(DATA TO EXAMINE Opens)

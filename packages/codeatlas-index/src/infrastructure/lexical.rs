//! Lexical index (tantivy BM25)
//!
//! One in-RAM tantivy index per `(repo_id, snapshot_id)` collection.
//! Scores are raw BM25 in whatever range tantivy produces; normalization
//! happens per result set in the retriever, never at the source.

use std::collections::HashMap;

use parking_lot::Mutex;
use tantivy::collector::TopDocs;
use tantivy::query::QueryParser;
use tantivy::schema::{Field, Schema, Value, STORED, STRING, TEXT};
use tantivy::{doc, Index, IndexWriter, TantivyDocument, Term};
use tracing::{info, warn};

use codeatlas_ir::{AtlasError, Result};

use crate::domain::document::{clamp_search_limit, IndexDocument, SearchHit, SearchSource};

const WRITER_HEAP_BYTES: usize = 50_000_000;

struct LexicalCollection {
    index: Index,
    writer: IndexWriter,
    chunk_id: Field,
    content: Field,
    file_path: Field,
    symbol_fqn: Field,
    is_active: Field,
}

impl LexicalCollection {
    fn create() -> Result<Self> {
        let mut schema_builder = Schema::builder();
        let chunk_id = schema_builder.add_text_field("chunk_id", STRING | STORED);
        let content = schema_builder.add_text_field("content", TEXT);
        let file_path = schema_builder.add_text_field("file_path", STRING | STORED);
        let symbol_fqn = schema_builder.add_text_field("symbol_fqn", STRING | STORED);
        let is_active = schema_builder.add_text_field("is_active", STRING | STORED);
        let schema = schema_builder.build();

        let index = Index::create_in_ram(schema);
        let writer = index
            .writer(WRITER_HEAP_BYTES)
            .map_err(|e| AtlasError::store_failure(format!("tantivy writer: {}", e)))?;

        Ok(Self {
            index,
            writer,
            chunk_id,
            content,
            file_path,
            symbol_fqn,
            is_active,
        })
    }
}

/// BM25 lexical index over chunk content.
pub struct LexicalIndex {
    collections: Mutex<HashMap<String, LexicalCollection>>,
}

impl Default for LexicalIndex {
    fn default() -> Self {
        Self::new()
    }
}

impl LexicalIndex {
    pub fn new() -> Self {
        Self {
            collections: Mutex::new(HashMap::new()),
        }
    }

    fn collection_name(repo_id: &str, snapshot_id: &str) -> String {
        format!("{}::{}", repo_id, snapshot_id)
    }

    /// Index documents (atomic per-chunk upsert: delete then add).
    pub fn index(&self, repo_id: &str, snapshot_id: &str, docs: &[IndexDocument]) -> Result<()> {
        let name = Self::collection_name(repo_id, snapshot_id);
        let mut collections = self.collections.lock();
        if !collections.contains_key(&name) {
            collections.insert(name.clone(), LexicalCollection::create()?);
        }
        let collection = collections.get_mut(&name).expect("just inserted");

        for document in docs {
            let id_term = Term::from_field_text(collection.chunk_id, &document.chunk_id);
            collection.writer.delete_term(id_term);
            collection
                .writer
                .add_document(doc!(
                    collection.chunk_id => document.chunk_id.clone(),
                    collection.content => document.content.clone(),
                    collection.file_path => document.file_path.clone(),
                    collection.symbol_fqn => document.symbol_fqn.clone().unwrap_or_default(),
                    collection.is_active => "true",
                ))
                .map_err(|e| AtlasError::store_failure(format!("tantivy add: {}", e)))?;
        }

        collection
            .writer
            .commit()
            .map_err(|e| AtlasError::store_failure(format!("tantivy commit: {}", e)))?;

        info!(
            repo_id,
            snapshot_id,
            documents = docs.len(),
            "lexical_index_completed"
        );
        Ok(())
    }

    /// Mark chunks inactive (re-add with the tombstone flag).
    pub fn delete(&self, repo_id: &str, snapshot_id: &str, doc_ids: &[String]) -> Result<()> {
        let name = Self::collection_name(repo_id, snapshot_id);
        let mut collections = self.collections.lock();
        let Some(collection) = collections.get_mut(&name) else {
            return Ok(());
        };
        for id in doc_ids {
            let id_term = Term::from_field_text(collection.chunk_id, id);
            collection.writer.delete_term(id_term);
        }
        collection
            .writer
            .commit()
            .map_err(|e| AtlasError::store_failure(format!("tantivy commit: {}", e)))?;
        Ok(())
    }

    /// BM25 search; raw scores.
    pub fn search(
        &self,
        repo_id: &str,
        snapshot_id: &str,
        query: &str,
        limit: usize,
    ) -> Result<Vec<SearchHit>> {
        let limit = clamp_search_limit(limit);
        let name = Self::collection_name(repo_id, snapshot_id);
        let collections = self.collections.lock();
        let Some(collection) = collections.get(&name) else {
            return Ok(Vec::new());
        };

        let reader = collection
            .index
            .reader()
            .map_err(|e| AtlasError::store_failure(format!("tantivy reader: {}", e)))?;
        let searcher = reader.searcher();

        let parser = QueryParser::for_index(&collection.index, vec![collection.content]);
        let parsed = match parser.parse_query(query) {
            Ok(q) => q,
            Err(e) => {
                warn!(query, error = %e, "lexical_query_unparseable");
                return Ok(Vec::new());
            }
        };

        let top = searcher
            .search(&parsed, &TopDocs::with_limit(limit))
            .map_err(|e| AtlasError::store_failure(format!("tantivy search: {}", e)))?;

        let mut hits = Vec::with_capacity(top.len());
        for (score, address) in top {
            let stored: TantivyDocument = searcher
                .doc(address)
                .map_err(|e| AtlasError::store_failure(format!("tantivy doc: {}", e)))?;
            let chunk_id = stored
                .get_first(collection.chunk_id)
                .and_then(|v| v.as_str())
                .unwrap_or_default()
                .to_string();
            let file_path = stored
                .get_first(collection.file_path)
                .and_then(|v| v.as_str())
                .unwrap_or_default()
                .to_string();
            let symbol_fqn = stored
                .get_first(collection.symbol_fqn)
                .and_then(|v| v.as_str())
                .unwrap_or_default()
                .to_string();

            hits.push(
                SearchHit::new(chunk_id, score as f64, SearchSource::Lexical)
                    .with_meta("file_path", file_path)
                    .with_meta("symbol_fqn", symbol_fqn),
            );
        }
        Ok(hits)
    }
}

#[cfg(test)]
mod tests {
    use super::*;

    fn doc(id: &str, content: &str) -> IndexDocument {
        IndexDocument::new(id, "repo", "s1", "a.py", content)
    }

    #[test]
    fn test_index_and_search() {
        let index = LexicalIndex::new();
        index
            .index(
                "repo",
                "s1",
                &[
                    doc("c1", "fn parse_config loads the yaml configuration"),
                    doc("c2", "struct UserRepository wraps database access"),
                ],
            )
            .unwrap();

        let hits = index.search("repo", "s1", "yaml configuration", 10).unwrap();
        assert_eq!(hits.len(), 1);
        assert_eq!(hits[0].chunk_id, "c1");
        assert!(hits[0].score > 0.0);
        assert_eq!(hits[0].source, SearchSource::Lexical);
    }

    #[test]
    fn test_upsert_replaces_document() {
        let index = LexicalIndex::new();
        index
            .index("repo", "s1", &[doc("c1", "original text alpha")])
            .unwrap();
        index
            .index("repo", "s1", &[doc("c1", "replacement text beta")])
            .unwrap();

        let old = index.search("repo", "s1", "alpha", 10).unwrap();
        assert!(old.is_empty());
        let new = index.search("repo", "s1", "beta", 10).unwrap();
        assert_eq!(new.len(), 1);
    }

    #[test]
    fn test_delete_removes_from_results() {
        let index = LexicalIndex::new();
        index
            .index("repo", "s1", &[doc("c1", "ephemeral chunk body")])
            .unwrap();
        index
            .delete("repo", "s1", &["c1".to_string()])
            .unwrap();
        let hits = index.search("repo", "s1", "ephemeral", 10).unwrap();
        assert!(hits.is_empty());
    }

    #[test]
    fn test_missing_collection_empty() {
        let index = LexicalIndex::new();
        assert!(index.search("ghost", "s", "anything", 10).unwrap().is_empty());
    }
}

(DATA TO EXAMINE Closes)

_EXERCISE REQUIREMENTS_:
In the entries above, find the line holding "let id_term = Term::from_field_text(collection.chunk_id, id);" and the line holding "let searcher = reader.searcher();"; print both of them and every line between, exactly, and nothing else.

_ANSWER BELOW_:
            let id_term = Term::from_field_text(collection.chunk_id, id);
            collection.writer.delete_term(id_term);
        }
        collection
            .writer
            .commit()
            .map_err(|e| AtlasError::store_failure(format!("tantivy commit: {}", e)))?;
        Ok(())
    }

    /// BM25 search; raw scores.
    pub fn search(
        &self,
        repo_id: &str,
        snapshot_id: &str,
        query: &str,
        limit: usize,
    ) -> Result<Vec<SearchHit>> {
        let limit = clamp_search_limit(limit);
        let name = Self::collection_name(repo_id, snapshot_id);
        let collections = self.collections.lock();
        let Some(collection) = collections.get(&name) else {
            return Ok(Vec::new());
        };

        let reader = collection
            .index
            .reader()
            .map_err(|e| AtlasError::store_failure(format!("tantivy reader: {}", e)))?;
        let searcher = reader.searcher();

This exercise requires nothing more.